• _Excerpted records_
-*-
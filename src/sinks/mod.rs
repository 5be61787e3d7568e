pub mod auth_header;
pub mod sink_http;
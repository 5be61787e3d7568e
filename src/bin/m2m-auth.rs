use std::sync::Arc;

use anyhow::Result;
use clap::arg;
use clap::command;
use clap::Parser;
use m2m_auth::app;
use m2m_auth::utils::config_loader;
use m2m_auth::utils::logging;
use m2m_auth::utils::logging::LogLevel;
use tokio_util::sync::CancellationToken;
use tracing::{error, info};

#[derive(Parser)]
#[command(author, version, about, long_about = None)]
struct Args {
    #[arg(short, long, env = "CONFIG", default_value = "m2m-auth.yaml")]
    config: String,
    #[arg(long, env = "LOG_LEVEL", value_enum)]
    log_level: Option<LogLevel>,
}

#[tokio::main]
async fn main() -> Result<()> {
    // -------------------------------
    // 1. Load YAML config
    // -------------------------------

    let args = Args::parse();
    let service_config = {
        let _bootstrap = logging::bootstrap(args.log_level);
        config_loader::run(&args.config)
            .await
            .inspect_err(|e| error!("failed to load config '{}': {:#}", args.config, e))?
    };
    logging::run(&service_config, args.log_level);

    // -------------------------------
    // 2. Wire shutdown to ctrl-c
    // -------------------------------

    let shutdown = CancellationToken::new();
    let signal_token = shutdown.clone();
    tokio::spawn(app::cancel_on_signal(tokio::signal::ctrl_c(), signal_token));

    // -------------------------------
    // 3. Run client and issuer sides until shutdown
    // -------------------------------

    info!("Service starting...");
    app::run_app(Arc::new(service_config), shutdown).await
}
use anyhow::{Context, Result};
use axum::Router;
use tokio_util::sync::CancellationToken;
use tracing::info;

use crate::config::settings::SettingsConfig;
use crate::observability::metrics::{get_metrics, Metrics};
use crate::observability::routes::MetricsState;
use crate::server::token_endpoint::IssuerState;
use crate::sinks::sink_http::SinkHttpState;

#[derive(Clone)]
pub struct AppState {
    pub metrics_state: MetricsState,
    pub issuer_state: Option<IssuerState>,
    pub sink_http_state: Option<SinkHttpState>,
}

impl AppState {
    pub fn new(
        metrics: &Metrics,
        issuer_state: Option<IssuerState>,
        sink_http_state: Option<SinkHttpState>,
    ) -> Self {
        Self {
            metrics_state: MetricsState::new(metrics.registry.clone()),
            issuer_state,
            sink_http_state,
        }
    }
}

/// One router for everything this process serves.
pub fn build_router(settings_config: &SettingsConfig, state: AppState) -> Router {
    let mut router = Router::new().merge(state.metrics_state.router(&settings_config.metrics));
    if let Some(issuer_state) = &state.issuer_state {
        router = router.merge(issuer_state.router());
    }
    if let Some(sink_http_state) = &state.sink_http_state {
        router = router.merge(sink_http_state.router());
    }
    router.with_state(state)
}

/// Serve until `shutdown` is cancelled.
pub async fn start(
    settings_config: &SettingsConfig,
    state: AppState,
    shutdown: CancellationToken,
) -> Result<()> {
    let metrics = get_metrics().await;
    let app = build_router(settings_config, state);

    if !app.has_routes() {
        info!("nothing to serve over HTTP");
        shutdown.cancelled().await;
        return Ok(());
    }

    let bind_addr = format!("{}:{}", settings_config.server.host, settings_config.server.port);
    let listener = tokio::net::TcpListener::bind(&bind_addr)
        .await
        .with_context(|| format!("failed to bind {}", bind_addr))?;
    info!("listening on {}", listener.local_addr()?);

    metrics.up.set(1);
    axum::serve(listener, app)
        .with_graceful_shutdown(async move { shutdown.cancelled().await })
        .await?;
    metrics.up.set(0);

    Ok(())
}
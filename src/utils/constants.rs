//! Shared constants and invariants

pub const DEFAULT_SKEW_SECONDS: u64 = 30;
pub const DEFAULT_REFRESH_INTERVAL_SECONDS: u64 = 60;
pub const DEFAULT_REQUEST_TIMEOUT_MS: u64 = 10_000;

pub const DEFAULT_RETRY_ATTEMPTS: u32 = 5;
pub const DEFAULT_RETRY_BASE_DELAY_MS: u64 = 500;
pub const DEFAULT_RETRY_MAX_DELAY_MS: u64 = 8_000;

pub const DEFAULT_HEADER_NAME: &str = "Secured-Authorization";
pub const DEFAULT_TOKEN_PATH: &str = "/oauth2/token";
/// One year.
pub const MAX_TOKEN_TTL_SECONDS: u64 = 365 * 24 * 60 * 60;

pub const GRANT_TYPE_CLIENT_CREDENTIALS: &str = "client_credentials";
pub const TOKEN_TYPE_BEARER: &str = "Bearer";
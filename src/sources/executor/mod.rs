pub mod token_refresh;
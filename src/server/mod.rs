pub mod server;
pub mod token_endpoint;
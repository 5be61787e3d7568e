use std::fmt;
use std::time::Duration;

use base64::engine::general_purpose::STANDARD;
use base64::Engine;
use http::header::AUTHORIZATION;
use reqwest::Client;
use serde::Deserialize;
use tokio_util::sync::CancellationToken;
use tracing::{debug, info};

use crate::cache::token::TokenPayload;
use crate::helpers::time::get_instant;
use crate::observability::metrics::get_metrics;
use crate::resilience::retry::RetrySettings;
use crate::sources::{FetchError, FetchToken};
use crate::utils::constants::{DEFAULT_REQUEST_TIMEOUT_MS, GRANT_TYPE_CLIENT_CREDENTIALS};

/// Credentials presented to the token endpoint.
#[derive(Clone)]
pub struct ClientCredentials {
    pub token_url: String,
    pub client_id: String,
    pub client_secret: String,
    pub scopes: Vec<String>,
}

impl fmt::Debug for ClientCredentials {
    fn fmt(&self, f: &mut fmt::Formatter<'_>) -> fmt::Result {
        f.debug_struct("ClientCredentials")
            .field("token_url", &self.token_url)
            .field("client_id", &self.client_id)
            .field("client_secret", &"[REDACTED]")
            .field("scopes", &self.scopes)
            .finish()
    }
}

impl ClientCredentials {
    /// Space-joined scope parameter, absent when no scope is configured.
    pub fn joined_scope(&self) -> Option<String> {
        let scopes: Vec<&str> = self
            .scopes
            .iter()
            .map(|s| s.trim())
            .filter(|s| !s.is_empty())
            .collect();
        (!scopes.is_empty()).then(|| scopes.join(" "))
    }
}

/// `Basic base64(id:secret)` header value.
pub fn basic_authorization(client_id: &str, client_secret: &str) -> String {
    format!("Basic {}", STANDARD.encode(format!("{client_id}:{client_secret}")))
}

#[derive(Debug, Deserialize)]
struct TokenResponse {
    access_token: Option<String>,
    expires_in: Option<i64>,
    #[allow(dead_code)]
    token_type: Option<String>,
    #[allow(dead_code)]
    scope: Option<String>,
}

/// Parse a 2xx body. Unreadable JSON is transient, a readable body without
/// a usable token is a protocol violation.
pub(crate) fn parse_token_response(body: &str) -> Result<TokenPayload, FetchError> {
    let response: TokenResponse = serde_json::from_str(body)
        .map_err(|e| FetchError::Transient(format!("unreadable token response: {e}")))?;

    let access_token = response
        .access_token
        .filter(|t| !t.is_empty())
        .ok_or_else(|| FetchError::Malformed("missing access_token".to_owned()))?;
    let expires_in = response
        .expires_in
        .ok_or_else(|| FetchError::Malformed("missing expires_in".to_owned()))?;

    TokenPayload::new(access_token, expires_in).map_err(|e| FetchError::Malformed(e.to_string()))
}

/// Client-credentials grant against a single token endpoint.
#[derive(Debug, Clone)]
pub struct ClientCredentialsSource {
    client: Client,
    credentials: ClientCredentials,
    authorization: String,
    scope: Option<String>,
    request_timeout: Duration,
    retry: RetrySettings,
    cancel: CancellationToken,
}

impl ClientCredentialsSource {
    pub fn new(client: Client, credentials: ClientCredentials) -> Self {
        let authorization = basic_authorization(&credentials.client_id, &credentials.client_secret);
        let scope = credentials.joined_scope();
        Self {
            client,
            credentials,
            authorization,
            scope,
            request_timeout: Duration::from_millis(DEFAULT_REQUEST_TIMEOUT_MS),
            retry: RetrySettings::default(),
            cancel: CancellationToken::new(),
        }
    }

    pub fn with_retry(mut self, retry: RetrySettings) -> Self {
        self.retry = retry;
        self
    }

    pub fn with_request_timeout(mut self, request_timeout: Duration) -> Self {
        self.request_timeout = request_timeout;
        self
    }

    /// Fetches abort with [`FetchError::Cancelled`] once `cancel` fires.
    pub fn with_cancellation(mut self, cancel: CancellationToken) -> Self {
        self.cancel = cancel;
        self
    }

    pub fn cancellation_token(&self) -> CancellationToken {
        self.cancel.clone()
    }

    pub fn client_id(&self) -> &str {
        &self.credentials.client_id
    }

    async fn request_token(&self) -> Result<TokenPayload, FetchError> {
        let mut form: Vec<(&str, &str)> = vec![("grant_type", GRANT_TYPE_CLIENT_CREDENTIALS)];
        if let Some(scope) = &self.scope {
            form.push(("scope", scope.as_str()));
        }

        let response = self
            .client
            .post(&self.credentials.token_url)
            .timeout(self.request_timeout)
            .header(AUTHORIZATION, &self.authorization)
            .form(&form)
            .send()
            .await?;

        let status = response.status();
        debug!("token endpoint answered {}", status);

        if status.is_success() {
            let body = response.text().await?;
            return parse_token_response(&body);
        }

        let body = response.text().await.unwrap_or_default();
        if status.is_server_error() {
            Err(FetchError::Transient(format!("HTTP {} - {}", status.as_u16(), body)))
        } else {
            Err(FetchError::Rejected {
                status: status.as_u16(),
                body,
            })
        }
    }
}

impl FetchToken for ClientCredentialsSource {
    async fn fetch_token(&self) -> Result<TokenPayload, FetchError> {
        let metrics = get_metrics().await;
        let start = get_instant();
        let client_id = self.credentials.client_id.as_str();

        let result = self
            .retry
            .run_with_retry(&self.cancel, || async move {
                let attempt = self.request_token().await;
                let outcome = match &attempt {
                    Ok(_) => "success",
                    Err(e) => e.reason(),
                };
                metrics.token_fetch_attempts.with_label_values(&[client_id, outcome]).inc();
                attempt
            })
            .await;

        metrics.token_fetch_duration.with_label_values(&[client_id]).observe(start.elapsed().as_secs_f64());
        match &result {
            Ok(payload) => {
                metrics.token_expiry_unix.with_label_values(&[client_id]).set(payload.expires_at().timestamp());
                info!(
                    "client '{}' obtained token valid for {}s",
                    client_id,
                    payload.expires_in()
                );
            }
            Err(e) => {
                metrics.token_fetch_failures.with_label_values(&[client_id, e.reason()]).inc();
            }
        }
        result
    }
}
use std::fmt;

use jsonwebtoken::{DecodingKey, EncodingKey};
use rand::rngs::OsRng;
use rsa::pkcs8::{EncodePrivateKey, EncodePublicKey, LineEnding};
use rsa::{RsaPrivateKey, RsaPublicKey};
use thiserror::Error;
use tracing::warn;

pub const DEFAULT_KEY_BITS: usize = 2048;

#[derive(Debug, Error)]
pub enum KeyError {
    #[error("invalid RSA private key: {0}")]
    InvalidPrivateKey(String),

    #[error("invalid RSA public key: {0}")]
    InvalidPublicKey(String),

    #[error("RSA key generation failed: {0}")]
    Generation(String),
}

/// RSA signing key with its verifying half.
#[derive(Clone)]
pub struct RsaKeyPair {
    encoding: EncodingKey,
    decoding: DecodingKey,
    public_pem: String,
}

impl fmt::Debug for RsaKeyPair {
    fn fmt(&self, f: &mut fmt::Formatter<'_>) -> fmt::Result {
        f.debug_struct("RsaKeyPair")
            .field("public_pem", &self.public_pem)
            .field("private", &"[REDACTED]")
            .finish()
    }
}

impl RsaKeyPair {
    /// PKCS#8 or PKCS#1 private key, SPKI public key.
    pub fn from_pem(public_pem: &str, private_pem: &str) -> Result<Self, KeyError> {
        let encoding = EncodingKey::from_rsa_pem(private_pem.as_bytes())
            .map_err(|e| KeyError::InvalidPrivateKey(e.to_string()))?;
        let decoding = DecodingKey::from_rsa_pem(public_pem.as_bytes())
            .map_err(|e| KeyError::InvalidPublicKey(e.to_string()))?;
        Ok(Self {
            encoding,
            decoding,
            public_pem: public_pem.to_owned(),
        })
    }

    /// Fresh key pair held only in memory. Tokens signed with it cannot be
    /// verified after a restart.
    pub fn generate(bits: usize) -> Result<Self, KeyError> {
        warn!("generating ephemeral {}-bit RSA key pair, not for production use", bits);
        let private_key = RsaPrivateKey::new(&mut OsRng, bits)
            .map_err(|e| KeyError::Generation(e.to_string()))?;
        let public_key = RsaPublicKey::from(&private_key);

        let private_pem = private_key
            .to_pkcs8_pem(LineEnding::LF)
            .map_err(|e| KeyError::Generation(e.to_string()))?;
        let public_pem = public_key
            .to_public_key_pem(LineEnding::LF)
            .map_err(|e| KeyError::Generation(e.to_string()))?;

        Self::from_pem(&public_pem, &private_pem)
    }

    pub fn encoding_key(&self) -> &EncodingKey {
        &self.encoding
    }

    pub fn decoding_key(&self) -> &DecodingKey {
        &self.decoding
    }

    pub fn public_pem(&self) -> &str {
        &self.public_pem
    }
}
-*-
• _Instructions to follow_
Show all lines above holding the word "clap".

• _Result for this task_
use clap::arg;
use clap::command;
use clap::Parser;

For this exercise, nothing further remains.